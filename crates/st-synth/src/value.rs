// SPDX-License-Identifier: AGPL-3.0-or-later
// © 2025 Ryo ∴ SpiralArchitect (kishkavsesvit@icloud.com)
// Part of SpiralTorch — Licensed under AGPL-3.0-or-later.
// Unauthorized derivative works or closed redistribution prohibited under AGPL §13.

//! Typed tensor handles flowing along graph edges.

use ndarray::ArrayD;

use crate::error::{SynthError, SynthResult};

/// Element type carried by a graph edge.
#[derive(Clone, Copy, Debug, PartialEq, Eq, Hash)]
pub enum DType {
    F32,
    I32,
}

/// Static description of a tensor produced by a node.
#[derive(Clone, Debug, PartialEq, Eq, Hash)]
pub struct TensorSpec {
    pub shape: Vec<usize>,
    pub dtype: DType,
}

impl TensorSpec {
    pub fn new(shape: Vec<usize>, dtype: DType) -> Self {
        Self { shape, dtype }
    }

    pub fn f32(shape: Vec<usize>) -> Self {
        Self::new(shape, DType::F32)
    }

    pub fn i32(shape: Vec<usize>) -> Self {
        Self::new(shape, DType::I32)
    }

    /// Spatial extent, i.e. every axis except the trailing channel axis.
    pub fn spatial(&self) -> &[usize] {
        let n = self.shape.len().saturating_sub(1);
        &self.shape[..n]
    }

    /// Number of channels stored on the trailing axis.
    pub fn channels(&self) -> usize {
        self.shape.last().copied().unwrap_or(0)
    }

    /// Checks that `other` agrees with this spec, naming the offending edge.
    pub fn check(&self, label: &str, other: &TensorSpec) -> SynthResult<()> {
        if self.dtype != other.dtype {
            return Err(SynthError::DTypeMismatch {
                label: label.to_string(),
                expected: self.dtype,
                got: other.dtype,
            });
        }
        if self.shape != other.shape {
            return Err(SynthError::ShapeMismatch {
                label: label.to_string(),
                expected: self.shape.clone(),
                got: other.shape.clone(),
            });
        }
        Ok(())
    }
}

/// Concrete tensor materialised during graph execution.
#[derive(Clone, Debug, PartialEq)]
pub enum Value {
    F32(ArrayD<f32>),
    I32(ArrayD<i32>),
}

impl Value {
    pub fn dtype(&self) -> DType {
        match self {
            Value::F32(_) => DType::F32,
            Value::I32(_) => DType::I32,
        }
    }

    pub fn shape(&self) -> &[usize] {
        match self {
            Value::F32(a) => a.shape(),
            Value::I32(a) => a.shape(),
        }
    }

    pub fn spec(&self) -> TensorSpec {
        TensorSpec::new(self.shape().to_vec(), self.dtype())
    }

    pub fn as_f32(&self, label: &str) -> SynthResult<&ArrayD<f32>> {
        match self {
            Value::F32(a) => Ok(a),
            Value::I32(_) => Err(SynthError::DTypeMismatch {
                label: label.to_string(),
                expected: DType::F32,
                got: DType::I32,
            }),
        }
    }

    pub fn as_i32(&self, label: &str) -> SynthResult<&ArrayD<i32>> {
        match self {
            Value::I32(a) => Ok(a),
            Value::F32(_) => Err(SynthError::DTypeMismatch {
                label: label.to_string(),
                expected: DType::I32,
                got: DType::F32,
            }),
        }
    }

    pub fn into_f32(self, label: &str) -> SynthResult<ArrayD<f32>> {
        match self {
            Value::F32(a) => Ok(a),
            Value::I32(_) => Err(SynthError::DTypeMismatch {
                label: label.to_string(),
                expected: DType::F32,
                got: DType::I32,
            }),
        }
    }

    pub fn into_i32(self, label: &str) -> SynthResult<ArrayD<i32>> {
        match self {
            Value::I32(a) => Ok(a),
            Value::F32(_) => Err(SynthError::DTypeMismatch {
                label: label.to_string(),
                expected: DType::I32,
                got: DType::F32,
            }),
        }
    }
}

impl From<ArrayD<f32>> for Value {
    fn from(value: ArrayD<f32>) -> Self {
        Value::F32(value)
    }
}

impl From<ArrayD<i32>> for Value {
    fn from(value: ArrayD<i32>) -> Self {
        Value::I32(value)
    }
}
----
#### [WHAT THE TASK REQUIRES]
Report back each line in the material above that contains the string "graph".

#### [RESPONSE AREA]
//! Typed tensor handles flowing along graph edges.
/// Element type carried by a graph edge.
/// Concrete tensor materialised during graph execution.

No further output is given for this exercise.